The company based in Inver Grove Heights said Thursday that it will invest $406 million to increase output of its Laurel, Mont., oil refinery, mainly to boost diesel production. It comes as CHS already is expanding its McPherson, Kan., oil refinery in a $327 million project announced last year.
The upgrades to CHS’ two oil refineries will increase their combined output to 160,000 barrels per day, up from 140,000 barrels, or a 14 percent gain. The projects position the co-op to produce more diesel fuel, which is widely used by farmers.
“In our markets diesel demand is very, very strong,” Jay Debertin, CHS executive vice president and chief operating officer for energy and foods, said in an interview. “Diesel is a very big need of our owners. We focused hard on increasing diesel production.
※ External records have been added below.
use clap::{Parser, Subcommand};
use std::path::PathBuf;

#[derive(Parser)]
#[command(name = "garment-ai")]
#[command(about = "古着のブランド・状態判定とeBay出品データ生成ツール", long_about = None)]
pub struct Cli {
    #[command(subcommand)]
    pub command: Commands,

    /// 詳細ログを出力
    #[arg(short, long, global = true)]
    pub verbose: bool,

    /// 独自ブランドレジストリ（JSON、設定より優先）
    #[arg(long, global = true)]
    pub registry: Option<PathBuf>,
}

#[derive(Subcommand)]
pub enum Commands {
    /// 1商品をテキストから判定してJSONを出力
    Classify {
        /// 商品テキスト（ファイル名・メモ・altテキストなど）
        #[arg(required = true)]
        text: String,

        /// ラベルのOCR結果
        #[arg(short, long)]
        label: Option<String>,

        /// 画像解析による状態ヒント（例: "very good"）
        #[arg(long)]
        condition_hint: Option<String>,

        /// サイズ（指定時は検出より優先）
        #[arg(long)]
        size: Option<String>,

        /// 性別（women/men/unisex）
        #[arg(long)]
        gender: Option<String>,

        /// SKU用のバッチID
        #[arg(short, long)]
        batch_id: Option<String>,

        /// 出力JSONファイル（省略時は標準出力）
        #[arg(short, long)]
        output: Option<PathBuf>,
    },

    /// 商品写真フォルダ（1フォルダ = 1商品）を判定
    Scan {
        /// 写真フォルダのパス
        #[arg(required = true)]
        folder: PathBuf,

        /// 状態ヒント
        #[arg(long)]
        condition_hint: Option<String>,

        /// SKU用のバッチID
        #[arg(short, long)]
        batch_id: Option<String>,

        /// 出力JSONファイル（省略時は 入力フォルダ/listing.json）
        #[arg(short, long)]
        output: Option<PathBuf>,
    },

    /// JSON / Excel の商品一覧を一括処理
    Batch {
        /// 入力ファイル（.json / .xlsx）
        #[arg(required = true)]
        input: PathBuf,

        /// 出力JSONファイル（デフォルト: 入力と同じ場所の results.json）
        #[arg(short, long)]
        output: Option<PathBuf>,

        /// SKU用のバッチID
        #[arg(short, long)]
        batch_id: Option<String>,

        /// スレッド数（0 = 自動）
        #[arg(short = 'j', long)]
        jobs: Option<usize>,

        /// キャッシュを使用（処理済みの商品をスキップ）
        #[arg(long)]
        use_cache: bool,
    },

    /// 処理結果から出品シートを生成
    Export {
        /// 入力JSONファイル（batch の出力）
        #[arg(required = true)]
        input: PathBuf,

        /// 出力形式 (excel/json/both)
        #[arg(short, long, default_value = "excel")]
        format: ExportFormat,

        /// 出力ファイル/ディレクトリ
        #[arg(short, long)]
        output: Option<PathBuf>,

        /// ファイル名（拡張子なし）
        #[arg(short, long, default_value = "listings")]
        title: String,
    },

    /// 採寸テキストを解析・検証
    Measure {
        /// 採寸テキスト（例: "pit to pit 21in, length 40in"）
        #[arg(required = true)]
        text: String,

        /// 衣類種別（dress/coat/jacket/jeans/...）
        #[arg(short = 't', long)]
        garment_type: Option<String>,
    },

    /// 設定を表示/編集
    Config {
        /// 既定のバッチIDを設定
        #[arg(long)]
        set_batch_id: Option<String>,

        /// 独自ブランドレジストリを設定
        #[arg(long)]
        set_registry: Option<PathBuf>,

        /// 設定を表示
        #[arg(long)]
        show: bool,
    },

    /// キャッシュ管理
    Cache {
        /// キャッシュを削除
        #[arg(long)]
        clear: bool,

        /// 対象フォルダ（省略時はカレント）
        #[arg(short, long)]
        folder: Option<PathBuf>,

        /// キャッシュ情報を表示
        #[arg(long)]
        info: bool,
    },
}

#[derive(Clone, Debug, Default, PartialEq)]
pub enum ExportFormat {
    #[default]
    Excel,
    Json,
    Both,
}

impl std::str::FromStr for ExportFormat {
    type Err = String;

    fn from_str(s: &str) -> Result<Self, Self::Err> {
        match s.to_lowercase().as_str() {
            "excel" | "xlsx" => Ok(ExportFormat::Excel),
            "json" => Ok(ExportFormat::Json),
            "both" => Ok(ExportFormat::Both),
            _ => Err(format!("Unknown format: {}. Use excel, json, or both", s)),
        }
    }
}
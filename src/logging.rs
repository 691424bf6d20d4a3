//! ログ初期化
//!
//! `tracing-subscriber` を使用。`RUST_LOG` で上書きできる（既定: info、--verbose で debug）。

use tracing_subscriber::{fmt, EnvFilter};

/// ログを初期化する
///
/// # 環境変数
/// - RUST_LOG: 例 `RUST_LOG=garment_ai_common=debug`
pub fn init(verbose: bool) {
    let default_level = if verbose { "debug" } else { "info" };
    let filter = EnvFilter::try_from_default_env()
        .unwrap_or_else(|_| EnvFilter::new(default_level));

    // 進捗表示は stdout なのでログは stderr へ
    let _ = fmt()
        .with_env_filter(filter)
        .with_target(verbose)
        .with_line_number(verbose)
        .with_writer(std::io::stderr)
        .try_init();
}

/// テスト用（debug レベル、テスト出力に流す）
#[cfg(test)]
pub(crate) fn init_test() {
    let _ = fmt()
        .with_env_filter(EnvFilter::new("debug"))
        .with_test_writer()
        .try_init();
}
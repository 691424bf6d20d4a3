use std::fs::File;
use std::io::BufReader;
use std::path::Path;

/// EXIF の ImageDescription（撮影時・編集時に付けた説明文）
pub fn extract_description(path: &Path) -> Result<String, Box<dyn std::error::Error>> {
    let file = File::open(path)?;
    let mut bufreader = BufReader::new(file);
    let exif_reader = exif::Reader::new();
    let exif = exif_reader.read_from_container(&mut bufreader)?;

    if let Some(field) = exif.get_field(exif::Tag::ImageDescription, exif::In::PRIMARY) {
        if let exif::Value::Ascii(ref parts) = field.value {
            let text = parts
                .iter()
                .map(|p| String::from_utf8_lossy(p).trim().to_string())
                .filter(|p| !p.is_empty())
                .collect::<Vec<_>>()
                .join(" ");
            if !text.is_empty() {
                return Ok(text);
            }
        }
    }

    Err("No ImageDescription in EXIF".into())
}
//! 出品データキャッシュモジュール
//!
//! 入力のSHA-256ハッシュをキーにして処理結果をキャッシュし、
//! 再実行時にタイトル（補助キーワードはランダム）を安定させる。

use crate::error::Result;
use garment_ai_common::{BrandDefinition, BrandRegistry, ItemInput, ProcessedItem};
use serde::{Deserialize, Serialize};
use sha2::{Digest, Sha256};
use std::collections::HashMap;
use std::fs::File;
use std::io::{BufReader, BufWriter};
use std::path::{Path, PathBuf};
use tracing::warn;

const CACHE_FILE_NAME: &str = ".listing-cache.json";

/// キャッシュファイルの構造
#[derive(Debug, Clone, Serialize, Deserialize)]
pub struct CacheFile {
    /// バージョン（互換性チェック用）
    version: u32,
    /// 入力ハッシュ → 処理結果のマップ
    entries: HashMap<String, CacheEntry>,
}

/// キャッシュエントリ
#[derive(Debug, Clone, Serialize, Deserialize)]
pub struct CacheEntry {
    pub sku: String,
    pub result: ProcessedItem,
}

impl CacheFile {
    const CURRENT_VERSION: u32 = 1;

    pub fn cache_path(folder: &Path) -> PathBuf {
        folder.join(CACHE_FILE_NAME)
    }

    /// キャッシュファイルを読み込み（壊れている・版が違う場合は空）
    pub fn load(folder: &Path) -> Self {
        let cache_path = Self::cache_path(folder);
        if !cache_path.exists() {
            return Self::default();
        }

        let file = match File::open(&cache_path) {
            Ok(f) => f,
            Err(_) => return Self::default(),
        };

        let reader = BufReader::new(file);
        match serde_json::from_reader::<_, CacheFile>(reader) {
            Ok(cache) => {
                if cache.version != Self::CURRENT_VERSION {
                    warn!(found = cache.version, "キャッシュバージョン不一致、再生成します");
                    return Self::default();
                }
                cache
            }
            Err(e) => {
                warn!(error = %e, "キャッシュが読めないため破棄します");
                Self::default()
            }
        }
    }

    /// キャッシュファイルを保存
    pub fn save(&self, folder: &Path) -> Result<()> {
        let file = File::create(Self::cache_path(folder))?;
        let writer = BufWriter::new(file);
        serde_json::to_writer_pretty(writer, self)?;
        Ok(())
    }

    /// キャッシュファイルを削除（存在しなければ false）
    pub fn clear(folder: &Path) -> Result<bool> {
        let cache_path = Self::cache_path(folder);
        if cache_path.exists() {
            std::fs::remove_file(cache_path)?;
            Ok(true)
        } else {
            Ok(false)
        }
    }

    /// キャッシュをルックアップ
    pub fn get(&self, hash: &str) -> Option<&ProcessedItem> {
        self.entries.get(hash).map(|e| &e.result)
    }

    /// キャッシュに追加
    pub fn insert(&mut self, hash: String, result: ProcessedItem) {
        self.entries.insert(hash, CacheEntry {
            sku: result.listing.sku.clone(),
            result,
        });
    }

    /// キャッシュ件数
    pub fn len(&self) -> usize {
        self.entries.len()
    }

    pub fn is_empty(&self) -> bool {
        self.entries.is_empty()
    }
}

impl Default for CacheFile {
    fn default() -> Self {
        Self {
            version: Self::CURRENT_VERSION,
            entries: HashMap::new(),
        }
    }
}

/// レジストリの指紋（定義一覧のSHA-256）
///
/// `--registry` を差し替えた再実行で古い判定を返さないよう、キャッシュキーに含める。
pub fn registry_fingerprint(registry: &BrandRegistry) -> Result<String> {
    let definitions: Vec<&BrandDefinition> =
        registry.entries().iter().map(|e| &e.definition).collect();
    let serialized = serde_json::to_vec(&definitions)?;
    Ok(hex::encode(Sha256::digest(&serialized)))
}

/// 入力のハッシュ（SHA-256）
///
/// SKU が位置とバッチIDに、判定がレジストリに依存するため、すべてをキーに含める。
pub fn compute_input_hash(
    input: &ItemInput,
    registry_fingerprint: &str,
    batch_id: Option<&str>,
    index: usize,
) -> Result<String> {
    let serialized = serde_json::to_vec(input)?;

    let mut hasher = Sha256::new();
    hasher.update(&serialized);
    hasher.update(registry_fingerprint.as_bytes());
    hasher.update(batch_id.unwrap_or("").as_bytes());
    hasher.update(index.to_le_bytes());
    Ok(hex::encode(hasher.finalize()))
}

#[cfg(test)]
mod tests {
    use super::*;

    fn builtin_fingerprint() -> String {
        registry_fingerprint(BrandRegistry::builtin()).unwrap()
    }

    #[test]
    fn test_hash_is_stable() {
        let input = ItemInput::from_text("oska linen dress");
        let fp = builtin_fingerprint();
        let a = compute_input_hash(&input, &fp, Some("B1"), 0).unwrap();
        let b = compute_input_hash(&input, &fp, Some("B1"), 0).unwrap();
        assert_eq!(a, b);
        assert_eq!(a.len(), 64);
    }

    #[test]
    fn test_hash_depends_on_position_and_batch() {
        let input = ItemInput::from_text("oska linen dress");
        let fp = builtin_fingerprint();
        let base = compute_input_hash(&input, &fp, Some("B1"), 0).unwrap();
        assert_ne!(base, compute_input_hash(&input, &fp, Some("B1"), 1).unwrap());
        assert_ne!(base, compute_input_hash(&input, &fp, Some("B2"), 0).unwrap());
        assert_ne!(
            base,
            compute_input_hash(&ItemInput::from_text("oska linen top"), &fp, Some("B1"), 0).unwrap()
        );
    }

    #[test]
    fn test_registry_fingerprint() {
        assert_eq!(builtin_fingerprint(), builtin_fingerprint());

        let custom = BrandRegistry::from_json(
            r#"[{"id": "ACME", "patterns": ["\\bacme\\b"], "baseConfidence": 0.9, "tier": "mid-range"}]"#,
        )
        .unwrap();
        let custom_fp = registry_fingerprint(&custom).unwrap();
        assert_ne!(custom_fp, builtin_fingerprint());

        let input = ItemInput::from_text("acme coat");
        assert_ne!(
            compute_input_hash(&input, &builtin_fingerprint(), None, 0).unwrap(),
            compute_input_hash(&input, &custom_fp, None, 0).unwrap()
        );
    }
}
Demand in our area is growing.”
In June, CHS also re-entered the ethanol production business by acquiring a 133-million-gallon-per-year ethanol plant in Rochelle, Ill.
Debertin said the oil refinery investments are a key part of CHS’ strategy to be the leading energy supplier in rural America. CHS also sells motor fuels under the Cenex brand, with 1,400 retailers in 19 states. The cooperative has 600,000 farmer owners.
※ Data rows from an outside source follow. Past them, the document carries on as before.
//! 価格推定（価格帯 × 状態の固定表、GBP）

use crate::types::{ConditionLevel, PriceRange, Tier};

pub const RANGE_MIN_FACTOR: f64 = 0.8;
pub const RANGE_MAX_FACTOR: f64 = 1.2;

/// 状態ごとの価格（NEW, EXCELLENT, VERY_GOOD, GOOD, FAIR の順）
type PriceRow = [f64; 5];

const LUXURY: PriceRow = [450.0, 320.0, 250.0, 180.0, 90.0];
const PREMIUM: PriceRow = [120.0, 85.0, 65.0, 48.0, 25.0];
const MID_RANGE: PriceRow = [60.0, 42.0, 32.0, 24.0, 12.0];
const HIGH_STREET: PriceRow = [25.0, 18.0, 14.0, 10.0, 5.0];
const WORKWEAR: PriceRow = [70.0, 50.0, 40.0, 30.0, 16.0];
/// ブランド不明時
const DEFAULT_ROW: PriceRow = [30.0, 22.0, 17.0, 12.0, 6.0];

fn price_row(tier: Option<Tier>) -> &'static PriceRow {
    match tier {
        Some(Tier::Luxury) => &LUXURY,
        Some(Tier::Premium) => &PREMIUM,
        Some(Tier::MidRange) => &MID_RANGE,
        Some(Tier::HighStreet) => &HIGH_STREET,
        Some(Tier::Workwear) => &WORKWEAR,
        None => &DEFAULT_ROW,
    }
}

fn column(condition: Option<ConditionLevel>) -> usize {
    match condition.unwrap_or(ConditionLevel::Good) {
        ConditionLevel::New => 0,
        ConditionLevel::Excellent => 1,
        ConditionLevel::VeryGood => 2,
        ConditionLevel::Good => 3,
        ConditionLevel::Fair => 4,
    }
}

/// 推奨価格。価格帯不明は既定行、状態不明は GOOD 列
pub fn suggested_price(tier: Option<Tier>, condition: Option<ConditionLevel>) -> f64 {
    price_row(tier)[column(condition)]
}

/// 価格レンジ（min = 0.8×, max = 1.2×, average = 推奨価格）
pub fn price_range(suggested: f64) -> PriceRange {
    PriceRange {
        min: round_pence(suggested * RANGE_MIN_FACTOR),
        max: round_pence(suggested * RANGE_MAX_FACTOR),
        average: suggested,
    }
}

fn round_pence(value: f64) -> f64 {
    (value * 100.0).round() / 100.0
}

#[cfg(test)]
mod tests {
    use super::*;

    const TIERS: [Option<Tier>; 6] = [
        Some(Tier::Luxury),
        Some(Tier::Premium),
        Some(Tier::MidRange),
        Some(Tier::HighStreet),
        Some(Tier::Workwear),
        None,
    ];

    #[test]
    fn test_price_lookup() {
        assert_eq!(suggested_price(Some(Tier::Luxury), Some(ConditionLevel::New)), 450.0);
        assert_eq!(suggested_price(Some(Tier::Premium), Some(ConditionLevel::Good)), 48.0);
        assert_eq!(suggested_price(None, Some(ConditionLevel::Fair)), 6.0);
    }

    #[test]
    fn test_unknown_condition_uses_good() {
        assert_eq!(
            suggested_price(Some(Tier::Workwear), None),
            suggested_price(Some(Tier::Workwear), Some(ConditionLevel::Good))
        );
    }

    #[test]
    fn test_better_condition_never_cheaper() {
        for tier in TIERS {
            let prices: Vec<f64> = ConditionLevel::ALL
                .iter()
                .map(|&c| suggested_price(tier, Some(c)))
                .collect();
            assert!(prices.windows(2).all(|w| w[0] >= w[1]), "{:?}", tier);
        }
    }

    #[test]
    fn test_price_range() {
        let range = price_range(48.0);
        assert_eq!(range.min, 38.4);
        assert_eq!(range.max, 57.6);
        assert_eq!(range.average, 48.0);
        assert!(range.min <= range.average && range.average <= range.max);
    }
}
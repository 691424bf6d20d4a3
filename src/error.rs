use thiserror::Error;

#[derive(Error, Debug)]
pub enum GarmentAiError {
    #[error(transparent)]
    Common(#[from] garment_ai_common::Error),

    #[error("設定エラー: {0}")]
    Config(String),

    #[error("ファイルが見つかりません: {0}")]
    FileNotFound(String),

    #[error("フォルダが見つかりません: {0}")]
    FolderNotFound(String),

    #[error("画像が見つかりません: {0}")]
    NoImagesFound(String),

    #[error("入力ファイルの形式が不正: {0}")]
    InvalidBatchInput(String),

    #[error("JSON解析エラー: {0}")]
    JsonParse(#[from] serde_json::Error),

    #[error("IOエラー: {0}")]
    Io(#[from] std::io::Error),

    #[error("Excel読み込みエラー: {0}")]
    ExcelRead(String),

    #[error("Excel生成エラー: {0}")]
    ExcelGeneration(String),
}

pub type Result<T> = std::result::Result<T, GarmentAiError>;
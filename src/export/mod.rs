pub mod excel;

use crate::batch::BatchReport;
use crate::cli::ExportFormat;
use crate::error::Result;
use garment_ai_common::ProcessedItem;
use serde::Deserialize;
use std::path::{Path, PathBuf};

/// export が受け付ける結果ファイル（batch / scan / classify の出力）
#[derive(Deserialize)]
#[serde(untagged)]
enum ResultsFile {
    Report(BatchReport),
    Items(Vec<ProcessedItem>),
    Item(Box<ProcessedItem>),
}

/// 処理結果JSONを読み込む
pub fn load_results(path: &Path) -> Result<Vec<ProcessedItem>> {
    if !path.exists() {
        return Err(crate::error::GarmentAiError::FileNotFound(path.display().to_string()));
    }
    let content = std::fs::read_to_string(path)?;
    let items = match serde_json::from_str::<ResultsFile>(&content)? {
        ResultsFile::Report(report) => report.items,
        ResultsFile::Items(items) => items,
        ResultsFile::Item(item) => vec![*item],
    };
    Ok(items)
}

fn output_path_for_format(output: &Path, title: &str, extension: &str) -> PathBuf {
    if output.is_dir() || output.extension().is_none() {
        output.join(format!("{}.{}", title, extension))
    } else {
        output.with_extension(extension)
    }
}

/// 出品一覧だけを JSON で書き出す
pub fn write_listings_json(items: &[ProcessedItem], output_path: &Path) -> Result<()> {
    let listings: Vec<_> = items.iter().map(|item| &item.listing).collect();
    let json = serde_json::to_string_pretty(&listings)?;
    std::fs::write(output_path, json)?;
    Ok(())
}

/// 書き出したファイルのパスを返す
pub fn export_results(
    items: &[ProcessedItem],
    format: &ExportFormat,
    output_dir: &Path,
    title: &str,
) -> Result<Vec<PathBuf>> {
    let mut written = Vec::new();

    if matches!(format, ExportFormat::Excel | ExportFormat::Both) {
        let output_path = output_path_for_format(output_dir, title, "xlsx");
        println!("- Excelを生成中...");
        excel::generate_excel(items, &output_path)?;
        println!("✔ Excel出力: {}", output_path.display());
        written.push(output_path);
    }

    if matches!(format, ExportFormat::Json | ExportFormat::Both) {
        let output_path = output_path_for_format(output_dir, title, "json");
        println!("- JSONを生成中...");
        write_listings_json(items, &output_path)?;
        println!("✔ JSON出力: {}", output_path.display());
        written.push(output_path);
    }

    Ok(written)
}

#[cfg(test)]
mod tests {
    use super::*;
    use garment_ai_common::{process_item, BrandRegistry, ItemInput};
    use rand::rngs::StdRng;
    use rand::SeedableRng;

    fn processed(text: &str, index: usize) -> ProcessedItem {
        let mut rng = StdRng::seed_from_u64(7);
        process_item(&ItemInput::from_text(text), index, BrandRegistry::builtin(), Some("T1"), &mut rng)
            .unwrap()
    }

    #[test]
    fn test_load_results_accepts_all_shapes() {
        let dir = tempfile::tempdir().unwrap();
        let item = processed("OSKA linen dress size III", 0);

        let report = BatchReport {
            items: vec![item.clone()],
            ..Default::default()
        };
        let report_path = dir.path().join("results.json");
        std::fs::write(&report_path, serde_json::to_string(&report).unwrap()).unwrap();
        assert_eq!(load_results(&report_path).unwrap()[0].listing.sku, item.listing.sku);

        let list_path = dir.path().join("items.json");
        std::fs::write(&list_path, serde_json::to_string(&vec![item.clone()]).unwrap()).unwrap();
        assert_eq!(load_results(&list_path).unwrap().len(), 1);

        let single_path = dir.path().join("listing.json");
        std::fs::write(&single_path, serde_json::to_string(&item).unwrap()).unwrap();
        assert_eq!(load_results(&single_path).unwrap()[0].listing.sku, item.listing.sku);
    }

    #[test]
    fn test_export_both_formats() {
        let dir = tempfile::tempdir().unwrap();
        let items = vec![processed("OSKA linen dress", 0), processed("Barbour wax jacket", 1)];

        let written = export_results(&items, &ExportFormat::Both, dir.path(), "listings").unwrap();
        assert_eq!(written.len(), 2);
        assert!(written.iter().all(|p| p.exists()));

        let json = std::fs::read_to_string(dir.path().join("listings.json")).unwrap();
        let listings: Vec<serde_json::Value> = serde_json::from_str(&json).unwrap();
        assert_eq!(listings.len(), 2);
        assert!(listings[0]["sku"].as_str().unwrap().starts_with("OSK"));
    }

    #[test]
    fn test_output_path_for_format() {
        let dir = tempfile::tempdir().unwrap();
        assert_eq!(
            output_path_for_format(dir.path(), "listings", "xlsx"),
            dir.path().join("listings.xlsx")
        );
        assert_eq!(
            output_path_for_format(Path::new("out/sheet.xlsx"), "listings", "json"),
            PathBuf::from("out/sheet.json")
        );
    }
}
Energy is a major part of the co-op’s balance sheet. CHS’ energy segment earned $816.7 million before taxes for the fiscal year that ended in August 2013. Energy has produced 55 percent to 75 percent of CHS pretax earnings over the past three years.
The CHS oil refinery upgrades also include a new, $555 million coker to process heavy crude oil in Kansas. The latest project at the Montana refinery will install a new hydrogen plant and modify its crude unit and key component called a hydrocracker to boost diesel production and allow the refinery to process additional types of crude oil. The projects are expected to be finished in 2019.
Debertin said the Montana refinery mostly processes heavy crude oil from Alberta along with lesser amounts of crude from northern Montana and Wyoming. The Kansas refinery runs light crude extracted in that state, some Bakken crude oil and Canadian heavy crude. Both refineries are supplied via pipelines.
About half the output of the CHS refineries is diesel fuel, which is higher than typical U.S. refineries, he added.
CHS is in the final year of a four-year process to acquire full ownership of the Kansas refinery for $350 million. CHS had owned 75 percent of that facility. After CHS completes the takeover and the refining upgrades, its output of refined products will be one-third greater than in the past.